[Opening DATA PROVIDED section]

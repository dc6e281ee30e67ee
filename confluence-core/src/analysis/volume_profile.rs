//! Volume profile: traded volume distributed over fixed-width price bins.
//!
//! Identifies the POC (Point of Control), HVN (High Volume Nodes), LVN (Low Volume Nodes)
//! and the value area enclosing 70% of the traded volume.

use crate::{candle::Candle, error::AnalysisError};
use serde::{Deserialize, Serialize};

/// Fraction of total volume the value area must enclose.
pub const VALUE_AREA_PERCENT: f64 = 70.0;

/// Bins above this multiple of the mean bin volume are HVN.
const HVN_THRESHOLD: f64 = 1.5;

/// Bins below this multiple of the mean bin volume are LVN.
const LVN_THRESHOLD: f64 = 0.5;

/// One price bin of the profile.
#[derive(Debug, Clone, Copy, PartialEq, Deserialize, Serialize)]
pub struct VolumeBin {
    /// Lower edge of the bin
    pub price_level: f64,
    pub volume: f64,
    /// Share of total profile volume (0-100)
    pub percent_of_total: f64,
}

/// Most traded price bin.
#[derive(Debug, Clone, Copy, PartialEq, Deserialize, Serialize)]
pub struct PointOfControl {
    pub price: f64,
    pub volume: f64,
}

/// Contiguous bin range around the POC enclosing [`VALUE_AREA_PERCENT`] of the volume.
#[derive(Debug, Clone, Copy, PartialEq, Deserialize, Serialize)]
pub struct ValueArea {
    pub high: f64,
    pub low: f64,
    pub volume_percent: f64,
}

#[derive(Debug, Clone, PartialEq, Deserialize, Serialize)]
pub struct VolumeProfile {
    pub poc: PointOfControl,
    /// High volume nodes in ascending price order
    pub hvn: Vec<VolumeBin>,
    /// Low volume nodes in ascending price order
    pub lvn: Vec<VolumeBin>,
    pub value_area: ValueArea,
    pub total_volume: f64,
    pub bin_size: f64,
    /// Every bin from the floored minimum to the ceiled maximum price
    #[serde(skip)]
    pub bins: Vec<VolumeBin>,
}

impl VolumeProfile {
    /// Calculate the profile of `candles` using bins of width `bin_size`.
    ///
    /// Each candle's volume is spread uniformly over `[low, high]`; a candle with
    /// `high == low` puts its whole volume in the bin containing that price.
    pub fn calculate(candles: &[Candle], bin_size: f64) -> Result<Self, AnalysisError> {
        if candles.is_empty() {
            return Err(AnalysisError::InvalidInput(
                "no candles provided for volume profile".to_string(),
            ));
        }
        if !bin_size.is_finite() || bin_size <= 0.0 {
            return Err(AnalysisError::InvalidInput(format!(
                "volume profile bin size must be positive, got {bin_size}"
            )));
        }

        let candles: Vec<&Candle> = candles.iter().filter(|c| is_usable(c)).collect();
        if candles.is_empty() {
            return Err(AnalysisError::InvalidInput(
                "no candles with finite prices for volume profile".to_string(),
            ));
        }

        let min_price = candles.iter().map(|c| c.low).fold(f64::INFINITY, f64::min);
        let max_price = candles
            .iter()
            .map(|c| c.high)
            .fold(f64::NEG_INFINITY, f64::max);

        // Integer bin indices keep edges free of accumulated float drift
        let first_index = (min_price / bin_size).floor() as i64;
        let last_index = (max_price / bin_size).ceil() as i64;
        let bin_count = (last_index - first_index).max(1) as usize;
        let bin_of = |price: f64| -> usize {
            let index = (price / bin_size).floor() as i64 - first_index;
            index.clamp(0, bin_count as i64 - 1) as usize
        };

        let mut volumes = vec![0.0; bin_count];
        for candle in candles {
            let volume = candle.volume.max(0.0);

            if candle.high <= candle.low {
                volumes[bin_of(candle.low)] += volume;
                continue;
            }

            let density = volume / (candle.high - candle.low);
            for index in bin_of(candle.low)..=bin_of(candle.high) {
                let bin_low = (first_index + index as i64) as f64 * bin_size;
                let bin_high = bin_low + bin_size;
                let overlap = candle.high.min(bin_high) - candle.low.max(bin_low);
                if overlap > 0.0 {
                    volumes[index] += density * overlap;
                }
            }
        }

        let total_volume: f64 = volumes.iter().sum();
        let bins: Vec<VolumeBin> = volumes
            .iter()
            .enumerate()
            .map(|(index, &volume)| VolumeBin {
                price_level: (first_index + index as i64) as f64 * bin_size,
                volume,
                percent_of_total: if total_volume > 0.0 {
                    volume / total_volume * 100.0
                } else {
                    0.0
                },
            })
            .collect();

        // First maximum in ascending price order wins ties
        let poc_index = bins
            .iter()
            .enumerate()
            .fold(0, |best, (index, bin)| {
                if bin.volume > bins[best].volume { index } else { best }
            });

        let mean_volume = total_volume / bins.len() as f64;
        let hvn = bins
            .iter()
            .filter(|bin| bin.volume > mean_volume * HVN_THRESHOLD)
            .copied()
            .collect();
        let lvn = bins
            .iter()
            .filter(|bin| bin.volume < mean_volume * LVN_THRESHOLD)
            .copied()
            .collect();

        let (low_index, high_index) = value_area_bounds(&bins, poc_index, total_volume);

        Ok(Self {
            poc: PointOfControl {
                price: bins[poc_index].price_level,
                volume: bins[poc_index].volume,
            },
            hvn,
            lvn,
            value_area: ValueArea {
                high: bins[high_index].price_level,
                low: bins[low_index].price_level,
                volume_percent: VALUE_AREA_PERCENT,
            },
            total_volume,
            bin_size,
            bins,
        })
    }

    /// True if the profile has any HVN or LVN.
    pub fn has_volume_nodes(&self) -> bool {
        !self.hvn.is_empty() || !self.lvn.is_empty()
    }
}

fn is_usable(candle: &Candle) -> bool {
    candle.low.is_finite() && candle.high.is_finite() && candle.volume.is_finite()
}

/// Greedy expansion outward from the POC, taking the heavier adjacent bin each step
/// (up on ties) until the target volume is enclosed or both sides are exhausted.
fn value_area_bounds(bins: &[VolumeBin], poc_index: usize, total_volume: f64) -> (usize, usize) {
    let target = total_volume * VALUE_AREA_PERCENT / 100.0;
    let (mut low, mut high) = (poc_index, poc_index);
    let mut enclosed = bins[poc_index].volume;

    while enclosed < target {
        let up = bins.get(high + 1).map(|bin| bin.volume);
        let down = low.checked_sub(1).map(|index| bins[index].volume);

        match (up, down) {
            (Some(up), Some(down)) if up >= down => {
                high += 1;
                enclosed += up;
            }
            (_, Some(down)) => {
                low -= 1;
                enclosed += down;
            }
            (Some(up), None) => {
                high += 1;
                enclosed += up;
            }
            (None, None) => break,
        }
    }

    (low, high)
}

#[cfg(test)]
mod tests {
    use super::*;

    fn bar(low: f64, high: f64, volume: f64) -> Candle {
        Candle::new(0, low, high, low, high, volume)
    }

    #[test]
    fn test_empty_candles_is_invalid_input() {
        let result = VolumeProfile::calculate(&[], 10.0);
        assert!(matches!(result, Err(AnalysisError::InvalidInput(_))));
    }

    #[test]
    fn test_bins_sum_to_total_volume() {
        let candles = vec![
            bar(100.0, 105.0, 10.0),
            bar(102.5, 108.3, 25.0),
            bar(99.1, 101.7, 7.5),
            bar(104.0, 104.0, 3.0),
        ];

        let profile = VolumeProfile::calculate(&candles, 1.0).unwrap();
        let bin_sum: f64 = profile.bins.iter().map(|bin| bin.volume).sum();

        assert!((bin_sum - 45.5).abs() < 1e-9);
        assert!((profile.total_volume - 45.5).abs() < 1e-9);
        assert!(profile.bins.iter().all(|bin| profile.poc.volume >= bin.volume));
    }

    #[test]
    fn test_bins_cover_floored_and_ceiled_range() {
        let profile = VolumeProfile::calculate(&[bar(101.3, 104.2, 1.0)], 1.0).unwrap();

        assert_eq!(profile.bins.len(), 4);
        assert_eq!(profile.bins.first().map(|bin| bin.price_level), Some(101.0));
        assert_eq!(profile.bins.last().map(|bin| bin.price_level), Some(104.0));
    }

    #[test]
    fn test_poc_prefers_lowest_price_on_ties() {
        let candles = vec![bar(100.0, 101.0, 5.0), bar(102.0, 103.0, 5.0)];
        let profile = VolumeProfile::calculate(&candles, 1.0).unwrap();

        assert_eq!(profile.poc.price, 100.0);
        assert_eq!(profile.poc.volume, 5.0);
    }

    #[test]
    fn test_hvn_and_lvn_are_disjoint() {
        let candles = vec![
            bar(100.0, 101.0, 50.0),
            bar(101.0, 102.0, 10.0),
            bar(102.0, 103.0, 1.0),
            bar(103.0, 104.0, 10.0),
        ];
        let profile = VolumeProfile::calculate(&candles, 1.0).unwrap();

        assert_eq!(profile.hvn.len(), 1);
        assert_eq!(profile.hvn[0].price_level, 100.0);
        assert_eq!(profile.lvn.len(), 1);
        assert_eq!(profile.lvn[0].price_level, 102.0);
        assert!(profile.has_volume_nodes());
    }

    #[test]
    fn test_value_area_expands_towards_heavier_side() {
        // Bins: 100:10, 101:35 (POC), 102:30, 103:5, 104:20
        let candles = vec![
            bar(100.0, 101.0, 10.0),
            bar(101.0, 102.0, 35.0),
            bar(102.0, 103.0, 30.0),
            bar(103.0, 104.0, 5.0),
            bar(104.0, 105.0, 20.0),
        ];
        let profile = VolumeProfile::calculate(&candles, 1.0).unwrap();

        // 35 -> +30 up (65) -> +10 down beats 5 up (75) >= 70
        assert_eq!(profile.poc.price, 101.0);
        assert_eq!(profile.value_area.low, 100.0);
        assert_eq!(profile.value_area.high, 102.0);
        assert_eq!(profile.value_area.volume_percent, 70.0);
    }

    #[test]
    fn test_value_area_prefers_up_on_ties() {
        let candles = vec![
            bar(100.0, 101.0, 20.0),
            bar(101.0, 102.0, 40.0),
            bar(102.0, 103.0, 20.0),
        ];
        let profile = VolumeProfile::calculate(&candles, 1.0).unwrap();

        // Target 56: 40 + 20 taken upwards on the tie
        assert_eq!(profile.value_area.low, 101.0);
        assert_eq!(profile.value_area.high, 102.0);
    }

    #[test]
    fn test_zero_volume_profile_is_well_formed() {
        let profile = VolumeProfile::calculate(&[bar(100.0, 102.0, 0.0)], 1.0).unwrap();

        assert_eq!(profile.total_volume, 0.0);
        assert!(profile.hvn.is_empty());
        assert!(profile.lvn.is_empty());
        assert!(profile.bins.iter().all(|bin| bin.percent_of_total == 0.0));
    }
}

[Closing DATA PROVIDED section]

■ TASK TO CARRY OUT:
Starting from the records above, filter out all lines except those containing the word "down".

■ RESULT FOR THIS TASK:
        let down = low.checked_sub(1).map(|index| bins[index].volume);
        match (up, down) {
            (Some(up), Some(down)) if up >= down => {
            (_, Some(down)) => {
                enclosed += down;
        // 35 -> +30 up (65) -> +10 down beats 5 up (75) >= 70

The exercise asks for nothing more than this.